A WEEKLY RECAP FOR MY BLESSED BLOG FOLLOWERS

Whew!   

Well, let’s see, in just this one single week, for the recap benefit of those who have been kind enough and masochistic enough to visit my bloggerings regularly, we have:

  • slept with the boss

  • gotten physical, occupational, speech, and psycho therapy

  • ordered $100,000 worth of astronaut tools for Christmas

  • Read firsthand witness reports of NASCAR-finalist dump truck drivers on the NJ Turnpike, and been outmaneuvered on the road entering downtown Wilmington by two multi-tasking champion bimbettes, and . . . 
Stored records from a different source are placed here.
#[cfg(test)]
mod tests {
    use super::*;

    #[test]
    fn test_homepage_of() {
        assert_eq!(homepage_of("https://example.com"), "https://example.com/");
        assert_eq!(
            homepage_of("https://example.com/blog?x=1#y"),
            "https://example.com/"
        );
    }

    #[test]
    fn test_stored_entities_prefer_published() {
        let entities = vec![
            StoredEntity {
                url: Some("https://example.com/draft".into()),
                kind: "page".into(),
                status: "draft".into(),
            },
            StoredEntity {
                url: Some("https://example.com/live".into()),
                kind: "page".into(),
                status: "published".into(),
            },
            StoredEntity {
                url: None,
                kind: "post".into(),
                status: "published".into(),
            },
        ];
        assert_eq!(
            from_stored_entities(&entities),
            vec!["https://example.com/live".to_string()]
        );
    }

    #[test]
    fn test_stored_entities_fall_back_to_unpublished() {
        let entities = vec![StoredEntity {
            url: Some("https://example.com/draft".into()),
            kind: "page".into(),
            status: "draft".into(),
        }];
        assert_eq!(
            from_stored_entities(&entities),
            vec!["https://example.com/draft".to_string()]
        );
    }

    #[test]
    fn test_method_names() {
        assert_eq!(DiscoveryMethod::StoredSitemap.as_str(), "stored-sitemap");
        assert_eq!(DiscoveryMethod::WpApi.to_string(), "wp-api");
        assert_eq!(
            serde_json::to_string(&DiscoveryMethod::StoredSitemap).unwrap(),
            "\"stored-sitemap\""
        );
    }
}
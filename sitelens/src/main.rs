use colored::Colorize;
use commands::command_argument_builder;
use sitelens::handlers::{
    handle_audit, handle_init, handle_report, handle_runs, handle_site_add, handle_site_list,
};
use sitelens_core::print_banner;
use tracing_subscriber::EnvFilter;

mod commands;

/// Used when `RUST_LOG` is unset.
const DEFAULT_LOG_FILTER: &str = "sitelens=info,sitelens_core=info,sitelens_scanner=info,warn";

fn init_tracing(quiet: bool) {
    let fallback = if quiet { "warn" } else { DEFAULT_LOG_FILTER };
    let filter = EnvFilter::try_from_default_env().unwrap_or_else(|_| EnvFilter::new(fallback));
    tracing_subscriber::fmt()
        .with_env_filter(filter)
        .with_target(false)
        .with_writer(std::io::stderr)
        .init();
}

#[tokio::main]
async fn main() {
    let cmd = command_argument_builder();
    let chosen_command = cmd.get_matches();
    let quiet = chosen_command.get_flag("quiet");

    init_tracing(quiet);

    // Show banner unless --quiet flag is set
    if !quiet {
        print_banner();
    }

    if chosen_command.subcommand().is_none() {
        // No subcommand provided, just show the banner
        return;
    }

    let outcome = match chosen_command.subcommand() {
        Some(("init", primary_command)) => handle_init(primary_command),
        Some(("site", primary_command)) => match primary_command.subcommand() {
            Some(("add", secondary_command)) => handle_site_add(secondary_command),
            Some(("list", secondary_command)) => handle_site_list(secondary_command),
            _ => unreachable!("clap should ensure we don't get here"),
        },
        Some(("audit", primary_command)) => handle_audit(primary_command, quiet).await,
        Some(("report", primary_command)) => handle_report(primary_command),
        Some(("runs", primary_command)) => handle_runs(primary_command),
        _ => unreachable!("clap should ensure we don't get here"),
    };

    if let Err(e) = outcome {
        eprintln!("{} {:#}", "✗".red().bold(), e);
        std::process::exit(1);
    }
}

pub const CLAP_STYLING: clap::builder::styling::Styles = clap::builder::styling::Styles::styled()
    .header(clap_cargo::style::HEADER)
    .usage(clap_cargo::style::USAGE)
    .literal(clap_cargo::style::LITERAL)
    .placeholder(clap_cargo::style::PLACEHOLDER)
    .error(clap_cargo::style::ERROR)
    .valid(clap_cargo::style::VALID)
    .invalid(clap_cargo::style::INVALID);
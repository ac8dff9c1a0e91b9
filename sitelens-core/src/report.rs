// Report generation from a stored audit run

use crate::run::{AuditRun, RunStatus};
use crate::scoring::CategoryScores;
use chrono::{DateTime, Utc};
use serde::{Deserialize, Serialize};
use sitelens_scanner::issue::{Category, Issue, Severity};
use std::fs::File;
use std::io::Write;
use std::path::Path;

const HEAVY_RULE: &str =
    "━━━━━━━━━━━━━━━━━━━━━━━━━━━━━━━━━━━━━━━━━━━━━━━━━━━━━━━━━━━━━━━━━━━━━━━━━━━━━━━";
const LIGHT_RULE: &str =
    "────────────────────────────────────────────────────────────────────────────────";

#[derive(Debug, Clone, Copy, PartialEq, Eq, Serialize, Deserialize)]
pub enum ReportFormat {
    Text,
    Json,
    Csv,
    Markdown,
}

impl ReportFormat {
    pub fn from_str(s: &str) -> Option<Self> {
        match s.to_lowercase().as_str() {
            "text" | "txt" => Some(ReportFormat::Text),
            "json" => Some(ReportFormat::Json),
            "csv" => Some(ReportFormat::Csv),
            "markdown" | "md" => Some(ReportFormat::Markdown),
            _ => None,
        }
    }

    pub fn extension(&self) -> &'static str {
        match self {
            ReportFormat::Text => "txt",
            ReportFormat::Json => "json",
            ReportFormat::Csv => "csv",
            ReportFormat::Markdown => "md",
        }
    }
}

#[derive(Debug, Clone, Default, Serialize, Deserialize)]
pub struct SeverityCounts {
    pub error: usize,
    pub warning: usize,
    pub notice: usize,
    pub passed: usize,
}

impl SeverityCounts {
    pub fn from_issues(issues: &[Issue]) -> Self {
        let mut counts = Self::default();
        for issue in issues {
            match issue.severity {
                Severity::Error => counts.error += 1,
                Severity::Warning => counts.warning += 1,
                Severity::Notice => counts.notice += 1,
                Severity::Passed => counts.passed += 1,
            }
        }
        counts
    }

    /// Everything except passed checks.
    pub fn problems(&self) -> usize {
        self.error + self.warning + self.notice
    }
}

fn severity_rank(severity: Severity) -> u8 {
    match severity {
        Severity::Error => 0,
        Severity::Warning => 1,
        Severity::Notice => 2,
        Severity::Passed => 3,
    }
}

/// Problems worst first, passed checks dropped. Stable within a severity.
fn ranked_problems(issues: &[Issue]) -> Vec<&Issue> {
    let mut ranked: Vec<&Issue> = issues
        .iter()
        .filter(|i| i.severity != Severity::Passed)
        .collect();
    ranked.sort_by_key(|i| severity_rank(i.severity));
    ranked
}

pub fn render_report(run: &AuditRun, format: ReportFormat) -> Result<String, serde_json::Error> {
    Ok(match format {
        ReportFormat::Text => generate_text_report(run),
        ReportFormat::Json => generate_json_report(run)?,
        ReportFormat::Csv => generate_csv_report(run),
        ReportFormat::Markdown => generate_markdown_report(run),
    })
}

pub fn write_report(content: &str, path: &Path) -> std::io::Result<()> {
    let mut file = File::create(path)?;
    file.write_all(content.as_bytes())?;
    Ok(())
}

fn status_to_string(status: RunStatus) -> &'static str {
    match status {
        RunStatus::Pending => "Pending",
        RunStatus::Running => "Running",
        RunStatus::Completed => "Completed",
        RunStatus::Failed => "Failed",
    }
}

fn format_timestamp(ts: Option<DateTime<Utc>>) -> String {
    ts.map(|t| t.format("%Y-%m-%d %H:%M:%S UTC").to_string())
        .unwrap_or_else(|| "-".to_string())
}

fn duration_seconds(run: &AuditRun) -> Option<i64> {
    match (run.started_at, run.completed_at) {
        (Some(start), Some(end)) => Some((end - start).num_seconds()),
        _ => None,
    }
}

fn score_text(score: Option<u8>) -> String {
    score
        .map(|s| format!("{}/100", s))
        .unwrap_or_else(|| "-".to_string())
}

fn category_lines(scores: &CategoryScores) -> Vec<(Category, u8)> {
    Category::ALL.iter().map(|c| (*c, scores.get(*c))).collect()
}

fn section(report: &mut String, title: &str) {
    report.push_str(HEAVY_RULE);
    report.push('\n');
    report.push_str(title);
    report.push('\n');
    report.push_str(HEAVY_RULE);
    report.push_str("\n\n");
}

pub fn generate_text_report(run: &AuditRun) -> String {
    let mut report = String::new();
    let counts = SeverityCounts::from_issues(&run.issues);

    // Header
    report.push_str(HEAVY_RULE);
    report.push('\n');
    report.push_str("                           SITELENS AUDIT REPORT\n");
    report.push_str(HEAVY_RULE);
    report.push_str("\n\n");

    report.push_str(&format!("Run ID:        {}\n", run.id));
    report.push_str(&format!("Site ID:       {}\n", run.site_id));
    report.push_str(&format!("Status:        {}\n", status_to_string(run.status)));
    report.push_str(&format!("Started:       {}\n", format_timestamp(run.started_at)));
    if let Some(duration) = duration_seconds(run) {
        report.push_str(&format!("Duration:      {} seconds\n", duration));
    }
    if let Some(method) = run.discovery_method {
        report.push_str(&format!("Discovery:     {}\n", method));
    }
    report.push_str(&format!(
        "Sitemap:       {}\n",
        if run.has_sitemap { "found" } else { "missing" }
    ));
    report.push_str(&format!(
        "Pages:         {} scanned of {} found\n\n",
        run.pages_scanned, run.pages_found
    ));

    // Scores
    section(&mut report, "SCORES");
    report.push_str(&format!("Overall:       {}\n", score_text(run.overall_score)));
    if let Some(ref scores) = run.category_scores {
        for (category, score) in category_lines(scores) {
            report.push_str(&format!(
                "  {:<13}{}/100\n",
                format!("{}:", capitalize(category.as_str())),
                score
            ));
        }
    }
    report.push('\n');

    if let Some(ref summary) = run.summary {
        section(&mut report, "SUMMARY");
        report.push_str(&wrap_text(summary, 80, "  "));
        report.push('\n');
    }

    section(&mut report, "ISSUE OVERVIEW");
    report.push_str(&format!("Total Issues: {}\n\n", counts.problems()));
    if counts.error > 0 {
        report.push_str(&format!("  [ERROR]    {}  (Fix first)\n", counts.error));
    }
    if counts.warning > 0 {
        report.push_str(&format!("  [WARNING]  {}  (Should be addressed)\n", counts.warning));
    }
    if counts.notice > 0 {
        report.push_str(&format!("  [NOTICE]   {}  (Minor issues)\n", counts.notice));
    }
    if counts.passed > 0 {
        report.push_str(&format!("  [PASSED]   {}  (Checks passed)\n", counts.passed));
    }
    report.push('\n');

    if !run.pages.is_empty() {
        section(&mut report, "PAGES");
        for (idx, page) in run.pages.iter().enumerate() {
            let prefix = if idx + 1 == run.pages.len() { "└── " } else { "├── " };
            let status = page
                .status_code
                .map(|s| s.to_string())
                .unwrap_or_else(|| "---".to_string());
            report.push_str(&format!(
                "{}{}  [{} {}] {} issue(s)\n",
                prefix,
                page.url,
                status_indicator(page.status_code),
                status,
                page.issue_count
            ));
        }
        report.push('\n');
    }

    let problems = ranked_problems(&run.issues);
    if !problems.is_empty() {
        section(&mut report, "DETAILED ISSUES");
        for (idx, issue) in problems.iter().enumerate() {
            report.push_str(&format!("[{}] {}\n", idx + 1, humanize(&issue.message)));
            report.push_str(&format!("Severity:     {}\n", issue.severity.as_str().to_uppercase()));
            report.push_str(&format!("Category:     {}\n", capitalize(issue.category.as_str())));
            if let Some(ref url) = issue.url {
                report.push_str(&format!("URL:          {}\n", url));
            }
            if let Some(device) = issue.device {
                report.push_str(&format!("Device:       {}\n", device.as_str()));
            }
            if let Some(ref suggestion) = issue.suggestion {
                report.push_str("\nSuggestion:\n");
                report.push_str(&wrap_text(&humanize(suggestion), 80, "  "));
            }
            report.push('\n');
            report.push_str(LIGHT_RULE);
            report.push_str("\n\n");
        }
    }

    // Footer
    report.push_str(HEAVY_RULE);
    report.push('\n');
    report.push_str("                               End of Report\n");
    report.push_str(HEAVY_RULE);
    report.push('\n');
    report.push_str("\nGenerated by Sitelens - website health, performance and visual quality auditor\n\n");

    report
}

pub fn generate_json_report(run: &AuditRun) -> Result<String, serde_json::Error> {
    let counts = SeverityCounts::from_issues(&run.issues);
    let json_report = serde_json::json!({
        "report": {
            "metadata": {
                "generator": "Sitelens",
                "version": env!("CARGO_PKG_VERSION"),
                "generated_at": Utc::now().to_rfc3339(),
                "format": "json"
            },
            "run": {
                "id": run.id,
                "site_id": run.site_id,
                "status": run.status,
                "discovery_method": run.discovery_method,
                "has_sitemap": run.has_sitemap,
                "started_at": run.started_at.map(|t| t.to_rfc3339()),
                "completed_at": run.completed_at.map(|t| t.to_rfc3339()),
                "duration_seconds": duration_seconds(run)
            },
            "summary": {
                "overall_score": run.overall_score,
                "category_scores": run.category_scores,
                "pages_found": run.pages_found,
                "pages_scanned": run.pages_scanned,
                "total_issues": counts.problems(),
                "severity_breakdown": counts,
                "narrative": run.summary
            },
            "pages": run.pages,
            "issues": run.issues
        }
    });

    serde_json::to_string_pretty(&json_report)
}

pub fn generate_csv_report(run: &AuditRun) -> String {
    let mut report = String::from("severity,category,message,url,suggestion,source,device\n");
    for issue in &run.issues {
        let row = [
            issue.severity.as_str(),
            issue.category.as_str(),
            issue.message.as_str(),
            issue.url.as_deref().unwrap_or_default(),
            issue.suggestion.as_deref().unwrap_or_default(),
            issue.source.as_str(),
            issue.device.map(|d| d.as_str()).unwrap_or_default(),
        ];
        let escaped: Vec<String> = row.iter().map(|field| csv_field(field)).collect();
        report.push_str(&escaped.join(","));
        report.push('\n');
    }
    report
}

pub fn generate_markdown_report(run: &AuditRun) -> String {
    let counts = SeverityCounts::from_issues(&run.issues);
    let mut report = String::from("# Sitelens Audit Report\n\n");

    report.push_str("| Field | Value |\n|---|---|\n");
    report.push_str(&format!("| Run | `{}` |\n", run.id));
    report.push_str(&format!("| Status | {} |\n", status_to_string(run.status)));
    report.push_str(&format!("| Started | {} |\n", format_timestamp(run.started_at)));
    report.push_str(&format!("| Overall score | {} |\n", score_text(run.overall_score)));
    report.push_str(&format!(
        "| Pages | {} scanned of {} found |\n\n",
        run.pages_scanned, run.pages_found
    ));

    if let Some(ref scores) = run.category_scores {
        report.push_str("## Scores\n\n| Category | Score |\n|---|---|\n");
        for (category, score) in category_lines(scores) {
            report.push_str(&format!("| {} | {} |\n", capitalize(category.as_str()), score));
        }
        report.push('\n');
    }

    if let Some(ref summary) = run.summary {
        report.push_str("## Summary\n\n");
        report.push_str(summary);
        report.push_str("\n\n");
    }

    report.push_str(&format!(
        "## Issues\n\n{} errors, {} warnings, {} notices, {} passed checks.\n\n",
        counts.error, counts.warning, counts.notice, counts.passed
    ));

    let problems = ranked_problems(&run.issues);
    if !problems.is_empty() {
        report.push_str("| Severity | Category | Issue | URL |\n|---|---|---|---|\n");
        for issue in problems {
            report.push_str(&format!(
                "| {} | {} | {} | {} |\n",
                issue.severity,
                issue.category,
                humanize(&issue.message),
                issue.url.as_deref().unwrap_or("-").replace('|', "\\|")
            ));
        }
        report.push('\n');
    }

    report
}

fn status_indicator(status: Option<u16>) -> &'static str {
    match status {
        Some(200..=299) => "✓",
        Some(300..=399) => "→",
        Some(400..=499) => "⚠",
        Some(500..=599) => "✗",
        _ => "?",
    }
}

fn csv_field(value: &str) -> String {
    if value.contains([',', '"', '\n']) {
        format!("\"{}\"", value.replace('"', "\"\""))
    } else {
        value.to_string()
    }
}

fn capitalize(word: &str) -> String {
    let mut chars = word.chars();
    match chars.next() {
        None => String::new(),
        Some(first) => first.to_uppercase().collect::<String>() + chars.as_str(),
    }
}

/// `missing_meta_description` becomes `Missing meta description`.
fn humanize(key: &str) -> String {
    capitalize(&key.replace('_', " "))
}

fn wrap_text(text: &str, width: usize, indent: &str) -> String {
    let mut result = String::new();
    let mut current_line = String::new();

    for word in text.split_whitespace() {
        if current_line.len() + word.len() + 1 > width - indent.len() && !current_line.is_empty() {
            result.push_str(indent);
            result.push_str(&current_line);
            result.push('\n');
            current_line.clear();
        }

        if !current_line.is_empty() {
            current_line.push(' ');
        }
        current_line.push_str(word);
    }

    if !current_line.is_empty() {
        result.push_str(indent);
        result.push_str(&current_line);
        result.push('\n');
    }

    result
}
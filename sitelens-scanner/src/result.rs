use crate::issue::{DeviceType, Issue, IssueSource};
use bytes::Bytes;
use serde::{Deserialize, Serialize};
use std::time::Duration;

/// Which scanner produced a result.
#[derive(Debug, Clone, Copy, PartialEq, Eq, Serialize, Deserialize)]
#[serde(rename_all = "lowercase")]
pub enum ScanStrategy {
    Browser,
    Fetch,
    Failed,
}

impl ScanStrategy {
    pub fn as_str(&self) -> &'static str {
        match self {
            ScanStrategy::Browser => "browser",
            ScanStrategy::Fetch => "fetch",
            ScanStrategy::Failed => "failed",
        }
    }
}

#[derive(Debug, Clone, PartialEq, Eq, Serialize, Deserialize)]
pub struct Heading {
    pub level: u8,
    pub text: String,
}

/// DOM metadata extracted from a page.
#[derive(Debug, Clone, Default, PartialEq, Serialize, Deserialize)]
#[serde(rename_all = "camelCase", default)]
pub struct DomSummary {
    pub title: Option<String>,
    pub meta_description: Option<String>,
    pub headings: Vec<Heading>,
    pub canonical: Option<String>,
    pub language: Option<String>,
    pub has_viewport: bool,
    pub image_count: usize,
    pub images_missing_alt: usize,
    pub link_count: usize,
    pub page_height: Option<f64>,
}

impl DomSummary {
    pub fn h1_count(&self) -> usize {
        self.headings.iter().filter(|h| h.level == 1).count()
    }

    pub fn first_h1(&self) -> Option<&str> {
        self.headings
            .iter()
            .find(|h| h.level == 1)
            .map(|h| h.text.as_str())
            .filter(|t| !t.trim().is_empty())
    }
}

#[derive(Debug, Clone, PartialEq, Eq, Serialize, Deserialize)]
pub struct ConsoleError {
    pub text: String,
    #[serde(default, skip_serializing_if = "Option::is_none")]
    pub stack_trace: Option<String>,
}

#[derive(Debug, Clone, PartialEq, Eq, Serialize, Deserialize)]
pub struct BrokenResource {
    pub status: u16,
    pub url: String,
}

#[derive(Debug, Clone, Copy, PartialEq, Eq, Serialize, Deserialize)]
#[serde(rename_all = "kebab-case")]
pub enum LifecycleStage {
    InitialPaint,
    NetworkSettled,
    FullySettled,
}

impl LifecycleStage {
    pub fn as_str(&self) -> &'static str {
        match self {
            LifecycleStage::InitialPaint => "initial-paint",
            LifecycleStage::NetworkSettled => "network-settled",
            LifecycleStage::FullySettled => "fully-settled",
        }
    }
}

#[derive(Debug, Clone)]
pub struct FilmstripFrame {
    pub stage: LifecycleStage,
    pub elapsed: Duration,
    pub image: Bytes,
}

/// Everything captured for one device viewport.
#[derive(Debug, Clone)]
pub struct DeviceCapture {
    pub device: DeviceType,
    pub screenshot: Option<Bytes>,
    pub segments: Vec<Bytes>,
    pub filmstrip: Vec<FilmstripFrame>,
}

impl DeviceCapture {
    pub fn new(device: DeviceType) -> Self {
        Self {
            device,
            screenshot: None,
            segments: Vec::new(),
            filmstrip: Vec::new(),
        }
    }

    pub fn is_empty(&self) -> bool {
        self.screenshot.is_none() && self.segments.is_empty() && self.filmstrip.is_empty()
    }
}

/// Outcome of scanning one URL. Never mutated once returned.
#[derive(Debug, Clone)]
pub struct PageScanResult {
    pub url: String,
    pub strategy: ScanStrategy,
    pub html: Option<String>,
    pub dom: DomSummary,
    pub status_code: Option<u16>,
    pub ttfb: Option<Duration>,
    pub console_errors: Vec<ConsoleError>,
    pub broken_resources: Vec<BrokenResource>,
    pub captures: Vec<DeviceCapture>,
    pub issues: Vec<Issue>,
}

impl PageScanResult {
    pub fn new(url: impl Into<String>, strategy: ScanStrategy) -> Self {
        Self {
            url: url.into(),
            strategy,
            html: None,
            dom: DomSummary::default(),
            status_code: None,
            ttfb: None,
            console_errors: Vec::new(),
            broken_resources: Vec::new(),
            captures: Vec::new(),
            issues: Vec::new(),
        }
    }

    /// A page neither scanner could load: one `technical/error` issue, nothing else.
    pub fn failed(url: &str, source: IssueSource, error: &str) -> Self {
        let mut result = Self::new(url, ScanStrategy::Failed);
        result.issues.push(Issue::page_load_failed(url, source, error));
        result
    }

    pub fn capture(&self, device: DeviceType) -> Option<&DeviceCapture> {
        self.captures.iter().find(|c| c.device == device)
    }

    pub fn screenshot(&self, device: DeviceType) -> Option<&Bytes> {
        self.capture(device).and_then(|c| c.screenshot.as_ref())
    }

    /// Whether any device produced a full-page screenshot. Segments and
    /// filmstrip frames alone do not count.
    pub fn has_screenshots(&self) -> bool {
        self.captures.iter().any(|c| c.screenshot.is_some())
    }

    pub fn ttfb_ms(&self) -> Option<u64> {
        self.ttfb.map(|d| d.as_millis() as u64)
    }
}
  • Re-visited the whole outrageous idea of authenticity! 

Whew!  

What more could you ask for? 

And in the middle of it all, we still managed to continue the increasingly infamous 7-word story [See note below the # # # if you’re not familiar with this ongoing challenge to the clever-witted young-at-heart literary community out there, seeking a publishing venue for their talents] 

Now if ever there was an exciting week down in the blogmines (blogmires?), this has to have been it!  I mean where else can you get all that in one fell swoop, so to speak? 

And where does that leave us off for NEXT week?  Well, I could always suggest, for the more automotive-minded among you, to check out the blog site I do for my friends at I.G. Burton car,  truck, and bus Dealerships in Milford and Seaford Delaware. 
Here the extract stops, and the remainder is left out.